Dataset excerpts
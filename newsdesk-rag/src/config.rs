//! Configuration for corpus building and retrieval.

use serde::{Deserialize, Serialize};

use crate::error::{RagError, Result};

/// Tunable parameters for chunking and retrieval.
///
/// The chunk window is measured in characters. Deployed configurations
/// have been observed at both 1600/200 and 1000/100; the pairing is a
/// deliberate knob, not a hidden constant, and the default is 1600
/// characters with 200 characters of overlap (roughly 400 tokens with 20%
/// overlap).
#[derive(Debug, Clone, Serialize, Deserialize, PartialEq)]
pub struct RagConfig {
    /// Maximum chunk size in characters.
    pub chunk_size: usize,
    /// Number of overlapping characters between consecutive chunks.
    pub chunk_overlap: usize,
    /// Number of nearest chunks retrieved per query.
    pub top_k: usize,
}

impl Default for RagConfig {
    fn default() -> Self {
        Self { chunk_size: 1600, chunk_overlap: 200, top_k: 3 }
    }
}

impl RagConfig {
    /// Create a new builder for constructing a [`RagConfig`].
    pub fn builder() -> RagConfigBuilder {
        RagConfigBuilder::default()
    }
}

/// Builder for constructing a validated [`RagConfig`].
#[derive(Debug, Clone, Default)]
pub struct RagConfigBuilder {
    config: RagConfig,
}

impl RagConfigBuilder {
    /// Set the maximum chunk size in characters.
    pub fn chunk_size(mut self, size: usize) -> Self {
        self.config.chunk_size = size;
        self
    }

    /// Set the overlap between consecutive chunks in characters.
    pub fn chunk_overlap(mut self, overlap: usize) -> Self {
        self.config.chunk_overlap = overlap;
        self
    }

    /// Set the number of nearest chunks retrieved per query.
    pub fn top_k(mut self, k: usize) -> Self {
        self.config.top_k = k;
        self
    }

    /// Build the [`RagConfig`], validating that parameters are consistent.
    ///
    /// # Errors
    ///
    /// Returns [`RagError::Config`] if:
    /// - `chunk_size == 0`
    /// - `chunk_overlap >= chunk_size`
    /// - `top_k == 0`
    pub fn build(self) -> Result<RagConfig> {
        if self.config.chunk_size == 0 {
            return Err(RagError::Config("chunk_size must be greater than zero".to_string()));
        }
        if self.config.chunk_overlap >= self.config.chunk_size {
            return Err(RagError::Config(format!(
                "chunk_overlap ({}) must be less than chunk_size ({})",
                self.config.chunk_overlap, self.config.chunk_size
            )));
        }
        if self.config.top_k == 0 {
            return Err(RagError::Config("top_k must be greater than zero".to_string()));
        }
        Ok(self.config)
    }
}
//! Source document type.

use serde::{Deserialize, Serialize};

/// A raw document fetched for a topic.
///
/// Immutable once fetched: the pipeline never edits document bodies, it
/// only derives chunks from them.
#[derive(Debug, Clone, Serialize, Deserialize, PartialEq)]
pub struct Document {
    /// The full text body of the document.
    pub text: String,
    /// Identifier of where the text came from, usually a URL.
    pub source_id: String,
}

impl Document {
    /// Create a document from a body and a source identifier.
    pub fn new(text: impl Into<String>, source_id: impl Into<String>) -> Self {
        Self { text: text.into(), source_id: source_id.into() }
    }
}
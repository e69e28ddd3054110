//! Keyed session registry.

use std::collections::HashMap;
use std::sync::Arc;

use tokio::sync::{Mutex, RwLock};
use tracing::debug;

use crate::session::Session;

/// A registry of live sessions keyed by session id.
///
/// One session exists per user interaction; handing the same session to
/// two concurrent users corrupts both conversations, so callers look
/// sessions up by key instead of holding a process-wide one. Starting a
/// new topic is an explicit caller action: [`remove`](SessionManager::remove)
/// the old session, then [`insert`](SessionManager::insert) a fresh one.
#[derive(Default)]
pub struct SessionManager {
    sessions: RwLock<HashMap<String, Arc<Mutex<Session>>>>,
}

impl SessionManager {
    /// Create an empty registry.
    pub fn new() -> Self {
        Self::default()
    }

    /// Register a session and return its id.
    pub async fn insert(&self, session: Session) -> String {
        let id = session.id().to_string();
        debug!(session = %id, "registering session");
        self.sessions.write().await.insert(id.clone(), Arc::new(Mutex::new(session)));
        id
    }

    /// Look up a session by id.
    pub async fn get(&self, id: &str) -> Option<Arc<Mutex<Session>>> {
        self.sessions.read().await.get(id).cloned()
    }

    /// Discard a session. Returns whether it existed.
    pub async fn remove(&self, id: &str) -> bool {
        debug!(session = %id, "discarding session");
        self.sessions.write().await.remove(id).is_some()
    }

    /// Number of live sessions.
    pub async fn len(&self) -> usize {
        self.sessions.read().await.len()
    }

    /// Whether the registry holds no sessions.
    pub async fn is_empty(&self) -> bool {
        self.sessions.read().await.is_empty()
    }
}
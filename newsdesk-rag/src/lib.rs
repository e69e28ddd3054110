//! # newsdesk-rag
//!
//! The retrieval half of the newsdesk pipeline: split fetched documents
//! into overlapping character windows, embed every window with one
//! embedding provider, index the vectors for exact L2 nearest-neighbor
//! search, and assemble the retrieved context for a query.
//!
//! The central type is [`CorpusHandle`]: an immutable bundle of chunks,
//! index, and the embedding provider that produced the vectors. It is
//! built in one step from the fetched documents, so a half-built corpus
//! (chunks without an index, an index over a stale provider) is
//! unrepresentable.
//!
//! ```rust,ignore
//! use std::sync::Arc;
//! use newsdesk_rag::{CorpusHandle, HashEmbeddingProvider, RagConfig};
//!
//! let config = RagConfig::default();
//! let embedder = Arc::new(HashEmbeddingProvider::new(384));
//! let corpus = CorpusHandle::build(&documents, &config, embedder).await?;
//! let context = corpus.retrieve("why did this happen?").await?;
//! ```

pub mod chunker;
pub mod config;
pub mod corpus;
pub mod embedding;
pub mod error;
pub mod hash;
pub mod http;
pub mod index;

pub use chunker::{Chunk, WindowChunker};
pub use config::{RagConfig, RagConfigBuilder};
pub use corpus::CorpusHandle;
pub use embedding::EmbeddingProvider;
pub use error::{RagError, Result};
pub use hash::HashEmbeddingProvider;
pub use http::HttpEmbeddingProvider;
pub use index::{FlatL2Index, Neighbor};
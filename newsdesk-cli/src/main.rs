//! Command-line front end: fetch news for a topic, stream a summary, then
//! optionally stream an answer to one follow-up question against the same
//! corpus.
//!
//! ```text
//! GROQ_API_KEY=... newsdesk "Operation Sindoor" "Why did this happen?"
//! ```
//!
//! Generation needs `GROQ_API_KEY`. With `OPENAI_API_KEY` set, chunks are
//! embedded through the OpenAI embeddings API; without it a deterministic
//! offline embedder is used, which keeps the demo runnable but makes
//! retrieval keyword-blind.

use std::io::Write;
use std::sync::Arc;

use anyhow::Context;
use futures::StreamExt;
use tracing::warn;

use newsdesk_core::{ChatModel, CorpusSource};
use newsdesk_model::GroqChatModel;
use newsdesk_rag::{EmbeddingProvider, HashEmbeddingProvider, HttpEmbeddingProvider, RagConfig};
use newsdesk_session::{AnswerStream, Session, SessionManager};
use newsdesk_source::GoogleNewsSource;

async fn print_stream(stream: &mut AnswerStream<'_>) -> anyhow::Result<()> {
    while let Some(delta) = stream.next().await {
        print!("{}", delta?);
        std::io::stdout().flush()?;
    }
    println!();
    Ok(())
}

#[tokio::main]
async fn main() -> anyhow::Result<()> {
    tracing_subscriber::fmt::init();

    let mut args = std::env::args().skip(1);
    let topic = args.next().context("usage: newsdesk <topic> [follow-up question]")?;
    let follow_up = args.next();

    let source: Arc<dyn CorpusSource> = Arc::new(GoogleNewsSource::new()?);
    let embedder: Arc<dyn EmbeddingProvider> = match HttpEmbeddingProvider::from_env() {
        Ok(provider) => Arc::new(provider),
        Err(_) => {
            warn!("OPENAI_API_KEY not set; falling back to offline hash embeddings");
            Arc::new(HashEmbeddingProvider::default())
        }
    };
    let model: Arc<dyn ChatModel> = Arc::new(GroqChatModel::from_env()?);

    let manager = SessionManager::new();
    let id = manager
        .insert(Session::new(source, embedder, model, RagConfig::default()))
        .await;
    let handle = manager.get(&id).await.context("session vanished from the registry")?;
    let mut session = handle.lock().await;

    println!("{topic}");
    let mut stream = session.run_pipeline(&topic, "Summarize this context").await?;
    print_stream(&mut stream).await?;
    drop(stream);

    if let Some(question) = follow_up {
        println!("{question}");
        let mut stream = session
            .run_follow_up(&question, "Answer the question using the context.")
            .await?;
        print_stream(&mut stream).await?;
    }

    Ok(())
}
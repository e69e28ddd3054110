//! Chat model trait and streaming types.

use std::pin::Pin;

use async_trait::async_trait;
use futures::Stream;

use crate::error::Result;
use crate::message::Message;

/// A stream of text deltas from a chat model.
///
/// Each item is a contiguous text fragment to append to the answer; no
/// other framing is guaranteed. The stream ends when the model signals
/// completion, or after the first `Err` item.
pub type TextDeltaStream = Pin<Box<dyn Stream<Item = Result<String>> + Send>>;

/// A chat completion model that streams its output.
///
/// # Example
///
/// ```rust,ignore
/// use futures::StreamExt;
///
/// let mut deltas = model.generate(messages).await?;
/// while let Some(delta) = deltas.next().await {
///     print!("{}", delta?);
/// }
/// ```
#[async_trait]
pub trait ChatModel: Send + Sync {
    /// A human-readable identifier for the model, used in logs.
    fn name(&self) -> &str;

    /// Start a streaming completion for the given messages.
    ///
    /// Deltas are yielded in the order the model produces them. A failure
    /// before the first delta is returned as `Err` here; a failure
    /// mid-stream is yielded as an `Err` item after the deltas already
    /// delivered.
    async fn generate(&self, messages: Vec<Message>) -> Result<TextDeltaStream>;
}
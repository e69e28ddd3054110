//! Deterministic offline embedding provider.

use async_trait::async_trait;

use crate::embedding::EmbeddingProvider;
use crate::error::Result;

/// An [`EmbeddingProvider`] that derives vectors from a content hash.
///
/// Requires no network or model weights: the text bytes are folded into a
/// hash and expanded into an L2-normalized vector whose direction depends
/// on the content. Identical texts always map to identical vectors, which
/// is what the retrieval tests need; the vectors carry no real semantics,
/// so production deployments use [`crate::HttpEmbeddingProvider`] instead.
#[derive(Debug, Clone)]
pub struct HashEmbeddingProvider {
    dimensions: usize,
}

impl HashEmbeddingProvider {
    /// Create a provider emitting vectors of the given dimension.
    pub fn new(dimensions: usize) -> Self {
        Self { dimensions }
    }
}

impl Default for HashEmbeddingProvider {
    fn default() -> Self {
        Self::new(384)
    }
}

#[async_trait]
impl EmbeddingProvider for HashEmbeddingProvider {
    fn name(&self) -> &str {
        "hash"
    }

    async fn embed(&self, text: &str) -> Result<Vec<f32>> {
        let hash = text.bytes().fold(0u64, |acc, b| acc.wrapping_mul(31).wrapping_add(b as u64));
        let mut vector = vec![0.0f32; self.dimensions];
        for (i, v) in vector.iter_mut().enumerate() {
            *v = ((hash.wrapping_add(i as u64)) as f32).sin();
        }
        let norm: f32 = vector.iter().map(|x| x * x).sum::<f32>().sqrt();
        if norm > 0.0 {
            vector.iter_mut().for_each(|x| *x /= norm);
        }
        Ok(vector)
    }

    fn dimensions(&self) -> usize {
        self.dimensions
    }
}
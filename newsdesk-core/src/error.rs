//! Error type shared by the pipeline's external collaborators.

use thiserror::Error;

/// Errors reported by corpus sources and chat models.
///
/// Both collaborators sit behind trait objects, so their failures are
/// carried as messages rather than backend-specific types. The variant
/// names which collaborator failed; callers wrap these with their own
/// stage context before propagating further.
#[derive(Debug, Error)]
pub enum CoreError {
    /// The corpus source failed as a whole (individual document failures
    /// are absorbed by the source and never surface here).
    #[error("corpus source error: {0}")]
    Source(String),

    /// The chat model failed to start or continue a generation.
    #[error("model error: {0}")]
    Model(String),
}

/// A convenience result type for core operations.
pub type Result<T> = std::result::Result<T, CoreError>;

→ WORK ITEM: Up to and including the last line above, starting with the line that contains "before propagating further.", return each line exactly and nothing else.

→ OUTPUT FOR THIS EXERCISE:
/// stage context before propagating further.
#[derive(Debug, Error)]
pub enum CoreError {
    /// The corpus source failed as a whole (individual document failures
    /// are absorbed by the source and never surface here).
    #[error("corpus source error: {0}")]
    Source(String),

    /// The chat model failed to start or continue a generation.
    #[error("model error: {0}")]
    Model(String),
}

/// A convenience result type for core operations.
pub type Result<T> = std::result::Result<T, CoreError>;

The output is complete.